Dalam melaksanakan pengaturan, OJK berwenang untuk: (Pasal 8 UU OJK)
  • menetapkan peraturan pelaksanaan UU OJK;
  • menetapkan peraturan perundang-undangan di sektor jasa keuangan;
  • menetapkan peraturan dan keputusan OJK;
  • menetapkan peraturan mengenai pengawasan di sektor jasa keuangan;
  • menetapkan kebijakan mengenai pelaksanaan tugas OJK;
  • menetapkan peraturan mengenai tata cara penetapan perintah tertulis terhadap Lembaga Jasa Keuangan dan pihak tertentu;
  • menetapkan peraturan mengenai tata cara penetapan pengelola statuter pada Lembaga Jasa Keuangan;
  • menetapkan struktur organisasi dan infrastruktur, serta mengelola, memelihara, dan menatausahakan kekayaan dan kewajiban; dan
  • menetapkan peraturan mengenai tata cara pengenaan sanksi sesuai dengan ketentuan peraturan perundangundangan di sektor jasa keuangan.

Dalam melaksanakan tugas pengawasan, OJK berwenang untuk: (Pasal 9 UU OJK)
  • menetapkan kebijakan operasional pengawasan terhadap kegiatan jasa keuangan;
  • mengawasi pelaksanaan tugas pengawasan yang dilaksanakan oleh Kepala Eksekutif;
  • melakukan pengawasan, pemeriksaan, penyidikan, perlindungan Konsumen, dan tindakan lain terhadap Lembaga Jasa Keuangan, pelaku, dan/atau penunjang kegiatan jasa keuangan sebagaimana dimaksud dalam peraturan perundang-undangan di sektor jasa keuangan;
  • memberikan perintah tertulis kepada Lembaga Jasa Keuangan dan/atau pihak tertentu;
  • melakukan penunjukan pengelola statuter;
  • menetapkan penggunaan pengelola statuter;
  • menetapkan sanksi administratif terhadap pihak yang melakukan pelanggaran terhadap peraturan perundangundangan di sektor jasa keuangan; dan
  • memberikan dan/atau mencabut: (i) izin usaha; (ii) izin orang perseorangan; (iii) efektifnya pernyataan pendaftaran; (iv) surat tanda terdaftar; (v) persetujuan melakukan kegiatan usaha; (vi) pengesahan; (vii) persetujuan atau penetapan pembubaran; dan (viii) penetapan lain, sebagaimana dimaksud dalam peraturan perundangundangan di sektor jasa keuangan.

Dalam melaksanakan tugas penyidikan, selain Pejabat Penyidik Kepolisian Negara Republik Indonesia, Pejabat Pegawai Negeri Sipil tertentu yang lingkup tugas dan tanggung jawabnya yang meliputi pengawasan sektor jasa keuangan di lingkungan OJK, diberi wewenang khusus sebagai penyidik sebagaimana dimaksud dalam Kitab Undang-Undang Hukum Acara Pidana (Pasal 49 ayat (1) UU OJK).

Daftar Referensi:
  1. Undang-Undang No. 8 tahun 1995 tentang Pasar Modal ("UUPM"); 
  2. Peraturan Bapepam No.
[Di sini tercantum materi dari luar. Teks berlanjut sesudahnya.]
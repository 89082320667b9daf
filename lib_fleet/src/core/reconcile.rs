//! # Reconciliation Engine
//!
//! The `ReconciliationEngine` owns the authoritative `Fleet` for one session.
//! Nothing else mutates it.
//!
//! ## Core Design Principles:
//!
//! 1.  **Single Reducer**: Every change enters through `apply(FleetAction)`.
//!     The session loop is the only caller, so mutations never interleave and
//!     each one is computed against the then-current collection.
//!
//! 2.  **Immutable Snapshots**: A mutation builds a new `Fleet` (sharing the
//!     untouched records) and swaps it in. Readers holding an older `Fleet`
//!     keep a consistent view.
//!
//! 3.  **Change Publication**: The current `Fleet` is published on a
//!     `tokio::sync::watch` channel. A mutation that produces an identical
//!     collection is not republished, so watchers only wake on real changes.

use tokio::sync::watch;

use crate::telemetry::model::{Fleet, MachineId, MachinePatch, MachineRecord, PatchFields};

/// A single mutation of the fleet.
#[derive(Debug, Clone, PartialEq)]
pub enum FleetAction {
    /// Replace the whole collection, keeping the given order.
    ReplaceAll(Vec<MachineRecord>),
    /// Merge the present fields into the matching record.
    Patch(MachinePatch),
    /// Raise the unread-message flag of the matching record.
    MarkMessageReceived(MachineId),
}

/// # Reconciliation Engine
///
/// Holds the current `Fleet`, the session's tearing-down flag and the
/// publisher readers subscribe to.
pub struct ReconciliationEngine {
    fleet: Fleet,
    tearing_down: bool,
    publisher: watch::Sender<Fleet>,
}

impl Default for ReconciliationEngine {
    fn default() -> Self {
        Self::new()
    }
}

impl ReconciliationEngine {
    pub fn new() -> Self {
        let (publisher, _) = watch::channel(Fleet::default());
        Self::with_publisher(publisher)
    }

    /// Starts empty on an existing channel. Nothing is published until the
    /// first change.
    pub fn with_publisher(publisher: watch::Sender<Fleet>) -> Self {
        Self {
            fleet: Fleet::default(),
            tearing_down: false,
            publisher,
        }
    }

    /// # Apply
    ///
    /// The reducer. Returns `true` when the collection changed.
    ///
    /// ## Logic:
    /// 1.  Computes the next `Fleet` from the current one and the action.
    /// 2.  If the result equals the current collection, stops here.
    /// 3.  Otherwise stores it and publishes it to every subscriber.
    pub fn apply(&mut self, action: FleetAction) -> bool {
        let next = match action {
            FleetAction::ReplaceAll(records) => Some(Fleet::from_records(records)),
            FleetAction::Patch(patch) => self.patched(&patch.id, &patch.fields),
            FleetAction::MarkMessageReceived(id) => {
                let fields = PatchFields {
                    has_unread_message: Some(true),
                    ..Default::default()
                };
                self.patched(&id, &fields)
            }
        };

        match next {
            Some(next) if next != self.fleet => {
                self.fleet = next;
                self.publisher.send_replace(self.fleet.clone());
                true
            }
            _ => false,
        }
    }

    fn patched(&self, id: &MachineId, fields: &PatchFields) -> Option<Fleet> {
        let Some(position) = self.fleet.position(id) else {
            log::debug!("No machine {} in the fleet; patch dropped.", id);
            return None;
        };
        let current = self.fleet.get(position)?;
        Some(self.fleet.with_record_at(position, current.patched(fields)))
    }

    pub fn replace_all(&mut self, records: Vec<MachineRecord>) -> bool {
        self.apply(FleetAction::ReplaceAll(records))
    }

    pub fn apply_patch(&mut self, patch: MachinePatch) -> bool {
        self.apply(FleetAction::Patch(patch))
    }

    pub fn mark_message_received(&mut self, id: MachineId) -> bool {
        self.apply(FleetAction::MarkMessageReceived(id))
    }

    /// The current collection. Cheap to clone.
    pub fn fleet(&self) -> &Fleet {
        &self.fleet
    }

    /// A receiver that always holds the latest published `Fleet`.
    pub fn subscribe(&self) -> watch::Receiver<Fleet> {
        self.publisher.subscribe()
    }

    pub fn active_count(&self) -> usize {
        self.fleet.active_count()
    }

    pub fn set_tearing_down(&mut self, tearing_down: bool) {
        self.tearing_down = tearing_down;
    }

    pub fn is_tearing_down(&self) -> bool {
        self.tearing_down
    }
}
//! # HTTP Retrieval Utilities
//!
//! An asynchronous API client wrapper around `reqwest` with exponential
//! backoff retries, shared by every call the monitor makes to its backends.
//!
//! Each request carries the session credential in `X-Access-Token` and the
//! sender identity (query string for GET, JSON body for POST and PUT).

use reqwest::header::CONTENT_TYPE;
use reqwest::Method;
use reqwest_middleware::{ClientBuilder, ClientWithMiddleware};
use reqwest_retry::{policies::ExponentialBackoff, RetryTransientMiddleware};
use serde::{de::DeserializeOwned, Serialize};
use serde_json::Value;
use thiserror::Error;
use url::Url;

use crate::core::session::SessionContext;

/// Header carrying the session credential.
pub const ACCESS_TOKEN_HEADER: &str = "X-Access-Token";

/// Paths reachable without a credential.
const UNGUARDED_PATHS: [&str; 2] = ["/login/login", "/login/findId"];

#[derive(Debug, Error)]
pub enum RequestError {
    /// Raised before any I/O when a guarded path is called without a credential.
    #[error("please login: {0} requires a credential")]
    Unauthorized(String),

    #[error("invalid url: {0}")]
    InvalidUrl(#[from] url::ParseError),

    #[error("request failed: {0}")]
    Transport(#[from] reqwest_middleware::Error),

    #[error("response handling failed: {0}")]
    Http(#[from] reqwest::Error),

    #[error("body encoding failed: {0}")]
    Encode(#[from] serde_json::Error),

    /// Non-2xx answer. `body` is the server's error body.
    #[error("server answered {status}: {body}")]
    Server { status: u16, body: Value },
}

/// The backend a request is addressed to.
#[derive(Debug, Clone, Copy, PartialEq, Eq)]
pub enum ServerTarget {
    /// Cloud API.
    Apis,
    /// Edge gateway.
    Edge,
    /// Monitoring backend.
    Baro,
}

/// Base URLs of the three backends.
#[derive(Debug, Clone)]
pub struct ServerTargets {
    apis: Url,
    edge: Url,
    baro: Url,
}

impl ServerTargets {
    pub fn new(apis: &str, edge: &str, baro: &str) -> Result<Self, RequestError> {
        Ok(Self {
            apis: Url::parse(apis)?,
            edge: Url::parse(edge)?,
            baro: Url::parse(baro)?,
        })
    }

    pub fn base(&self, target: ServerTarget) -> &Url {
        match target {
            ServerTarget::Apis => &self.apis,
            ServerTarget::Edge => &self.edge,
            ServerTarget::Baro => &self.baro,
        }
    }

    /// Appends `path` to the target's base, keeping any base path prefix.
    pub fn resolve(&self, target: ServerTarget, path: &str) -> Result<Url, RequestError> {
        let base = self.base(target).as_str().trim_end_matches('/');
        let path = path.trim_start_matches('/');
        Ok(Url::parse(&format!("{}/{}", base, path))?)
    }
}

/// A successful answer.
#[derive(Debug, Clone, PartialEq)]
pub struct ApiResponse<T> {
    pub data: T,
    pub status: u16,
}

/// # API Client
///
/// Holds the retrying HTTP client, the backend URLs and the session context.
pub struct ApiClient {
    inner: ClientWithMiddleware,
    targets: ServerTargets,
    context: SessionContext,
}

impl ApiClient {
    /// Creates a client with an exponential backoff policy of 3 retries.
    pub fn new(targets: ServerTargets, context: SessionContext) -> Self {
        let retry_policy = ExponentialBackoff::builder().build_with_max_retries(3);
        let client = ClientBuilder::new(reqwest::Client::new())
            .with(RetryTransientMiddleware::new_with_policy(retry_policy))
            .build();

        Self {
            inner: client,
            targets,
            context,
        }
    }

    pub fn context(&self) -> &SessionContext {
        &self.context
    }

    pub async fn get<T: DeserializeOwned>(&self, target: ServerTarget, path: &str) -> Result<ApiResponse<T>, RequestError> {
        self.request::<T, Value>(Method::GET, target, path, None).await
    }

    pub async fn post<T, B>(&self, target: ServerTarget, path: &str, body: Option<B>) -> Result<ApiResponse<T>, RequestError>
    where
        T: DeserializeOwned,
        B: Serialize,
    {
        self.request(Method::POST, target, path, body).await
    }

    pub async fn put<T, B>(&self, target: ServerTarget, path: &str, body: Option<B>) -> Result<ApiResponse<T>, RequestError>
    where
        T: DeserializeOwned,
        B: Serialize,
    {
        self.request(Method::PUT, target, path, body).await
    }

    pub async fn patch<T, B>(&self, target: ServerTarget, path: &str, body: Option<B>) -> Result<ApiResponse<T>, RequestError>
    where
        T: DeserializeOwned,
        B: Serialize,
    {
        self.request(Method::PATCH, target, path, body).await
    }

    pub async fn delete<T: DeserializeOwned>(&self, target: ServerTarget, path: &str) -> Result<ApiResponse<T>, RequestError> {
        self.request::<T, Value>(Method::DELETE, target, path, None).await
    }

    /// # Request
    ///
    /// ## Logic:
    /// 1.  Refuses guarded paths when the context has no credential.
    /// 2.  Resolves the URL against the target's base.
    /// 3.  Attaches the credential header and the sender (query for GET,
    ///     merged into the JSON object body for POST and PUT).
    /// 4.  Sends through the retry middleware.
    /// 5.  2xx bodies are deserialized into `T`; anything else becomes
    ///     `RequestError::Server` carrying the error body.
    pub async fn request<T, B>(
        &self,
        method: Method,
        target: ServerTarget,
        path: &str,
        body: Option<B>,
    ) -> Result<ApiResponse<T>, RequestError>
    where
        T: DeserializeOwned,
        B: Serialize,
    {
        if self.context.credential.is_none() && !UNGUARDED_PATHS.contains(&path) {
            return Err(RequestError::Unauthorized(path.to_string()));
        }

        let mut url = self.targets.resolve(target, path)?;
        let sender = self.context.sender.as_deref();

        let mut body = body.map(|b| serde_json::to_value(&b)).transpose()?;
        if method == Method::GET {
            if let Some(sender) = sender {
                url.query_pairs_mut().append_pair("sender", sender);
            }
        } else if method == Method::POST || method == Method::PUT {
            body = Some(with_sender(body, sender));
        }

        let mut req = self
            .inner
            .request(method.clone(), url)
            .header(CONTENT_TYPE, "application/json")
            .header(ACCESS_TOKEN_HEADER, self.context.credential.clone().unwrap_or_default());
        if let Some(body) = body {
            req = req.body(serde_json::to_string(&body)?);
        }

        let response = req.send().await?;
        let status = response.status();

        if status.is_success() {
            let data = response.json::<T>().await?;
            Ok(ApiResponse {
                data,
                status: status.as_u16(),
            })
        } else {
            let text = response.text().await.unwrap_or_default();
            let body = serde_json::from_str::<Value>(&text).unwrap_or(Value::String(text));
            log::debug!("{} {} failed with {}: {}", method, path, status, body);
            Err(RequestError::Server {
                status: status.as_u16(),
                body,
            })
        }
    }
}

/// Merges `sender` into an object body. Non-object bodies are sent as-is.
fn with_sender(body: Option<Value>, sender: Option<&str>) -> Value {
    let mut body = body.unwrap_or_else(|| Value::Object(Default::default()));
    if let (Value::Object(map), Some(sender)) = (&mut body, sender) {
        map.insert("sender".to_string(), Value::String(sender.to_string()));
    }
    body
}

#[cfg(test)]
mod tests {
    use super::*;
    use serde_json::json;
    use std::io::{Read, Write};
    use std::net::TcpListener;
    use std::thread;

    /// Serves one canned response and hands back the raw request it received.
    fn serve_once(status_line: &str, body: &str) -> (String, thread::JoinHandle<String>) {
        let listener = TcpListener::bind("127.0.0.1:0").expect("Failed to bind to random port");
        let port = listener.local_addr().unwrap().port();
        let url = format!("http://127.0.0.1:{}", port);
        let response = format!(
            "HTTP/1.1 {}\r\nContent-Length: {}\r\nContent-Type: application/json\r\nConnection: close\r\n\r\n{}",
            status_line,
            body.len(),
            body
        );

        let handle = thread::spawn(move || {
            let (mut stream, _) = listener.accept().unwrap();
            let mut received = Vec::new();
            let mut buf = [0u8; 1024];
            loop {
                let n = stream.read(&mut buf).unwrap();
                received.extend_from_slice(&buf[..n]);
                let text = String::from_utf8_lossy(&received).to_string();
                if let Some(split) = text.find("\r\n\r\n") {
                    let length = text[..split]
                        .lines()
                        .find_map(|l| l.to_ascii_lowercase().strip_prefix("content-length:").map(|v| v.trim().to_string()))
                        .and_then(|v| v.parse::<usize>().ok())
                        .unwrap_or(0);
                    if received.len() >= split + 4 + length {
                        break;
                    }
                }
                if n == 0 {
                    break;
                }
            }
            stream.write_all(response.as_bytes()).unwrap();
            stream.flush().unwrap();
            String::from_utf8_lossy(&received).to_string()
        });

        (url, handle)
    }

    fn client(base: &str, credential: Option<&str>) -> ApiClient {
        ApiClient::new(
            ServerTargets::new(base, base, base).unwrap(),
            SessionContext::new(credential.map(str::to_string), Some("board-1".to_string())),
        )
    }

    #[test]
    fn resolve_keeps_base_path() {
        let targets = ServerTargets::new("http://a/api/", "http://b", "http://c/baro").unwrap();
        assert_eq!(
            targets.resolve(ServerTarget::Baro, "/machine/currentList").unwrap().as_str(),
            "http://c/baro/machine/currentList"
        );
        assert_eq!(targets.resolve(ServerTarget::Apis, "x").unwrap().as_str(), "http://a/api/x");
    }

    #[test]
    fn sender_is_merged_into_object_bodies() {
        assert_eq!(with_sender(None, Some("s")), json!({ "sender": "s" }));
        assert_eq!(
            with_sender(Some(json!({ "transmitter": "t" })), Some("s")),
            json!({ "transmitter": "t", "sender": "s" })
        );
        assert_eq!(with_sender(Some(json!([1])), Some("s")), json!([1]));
    }

    #[tokio::test]
    async fn guarded_path_without_credential_fails_before_io() {
        // Nothing listens here; an attempted request would be a transport error.
        let api = client("http://127.0.0.1:9", None);
        let err = api.get::<Value>(ServerTarget::Baro, "/machine/currentList").await.unwrap_err();
        assert!(matches!(err, RequestError::Unauthorized(ref p) if p == "/machine/currentList"));
    }

    #[tokio::test]
    async fn login_path_is_reachable_without_credential() {
        let (url, server) = serve_once("200 OK", r#"{"ok":true}"#);
        let api = client(&url, None);

        let response = api
            .post::<Value, Value>(ServerTarget::Apis, "/login/login", Some(json!({ "id": "op" })))
            .await
            .unwrap();
        let request = server.join().unwrap();

        assert_eq!(response.status, 200);
        assert_eq!(response.data, json!({ "ok": true }));
        assert!(request.starts_with("POST /login/login"));
        assert!(request.contains(r#""sender":"board-1""#));
    }

    #[tokio::test]
    async fn get_sends_token_header_and_sender_query() {
        let (url, server) = serve_once("200 OK", r#"[{"prdct_end":"2024-05-01 12:00:00"}]"#);
        let api = client(&url, Some("tok"));

        let response = api.get::<Value>(ServerTarget::Baro, "/mon/prd_end/5").await.unwrap();
        let request = server.join().unwrap();

        assert!(request.starts_with("GET /mon/prd_end/5?sender=board-1 "));
        assert!(request.to_ascii_lowercase().contains("x-access-token: tok"));
        assert_eq!(response.data[0]["prdct_end"], "2024-05-01 12:00:00");
    }

    #[tokio::test]
    async fn error_body_is_the_failure_value() {
        let (url, server) = serve_once("400 Bad Request", r#"{"message":"bad transmitter"}"#);
        let api = client(&url, Some("tok"));

        let err = api
            .post::<Value, Value>(ServerTarget::Edge, "/api/edge/edge_machine_stat", None)
            .await
            .unwrap_err();
        server.join().unwrap();

        match err {
            RequestError::Server { status, body } => {
                assert_eq!(status, 400);
                assert_eq!(body, json!({ "message": "bad transmitter" }));
            }
            other => panic!("unexpected error {:?}", other),
        }
    }
}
III.A.10 tentang Transaksi Efek, yang merupakan lampiran Keputusan Ketua Bapepam No. KEP-42/PM/1997 tanggal 26 Desember 1997 ("Peraturan Bapepam No. III.A.10"); 
  3. Undang-Undang No. 21 tahun 2011 tentang Otoritas Jasa Keuangan ("UU OJK");dan
  4. Buku Pintar Hukum Bisnis Pasar Modal: Strategi Tepat Investasi Saham, Obligasi, Waran, Right, Opsi, Reksadana, & Produk Pasar Modal Syariah oleh Iswi Hariyani,SH.,MH. dan Ir. R. Serfianto D.P.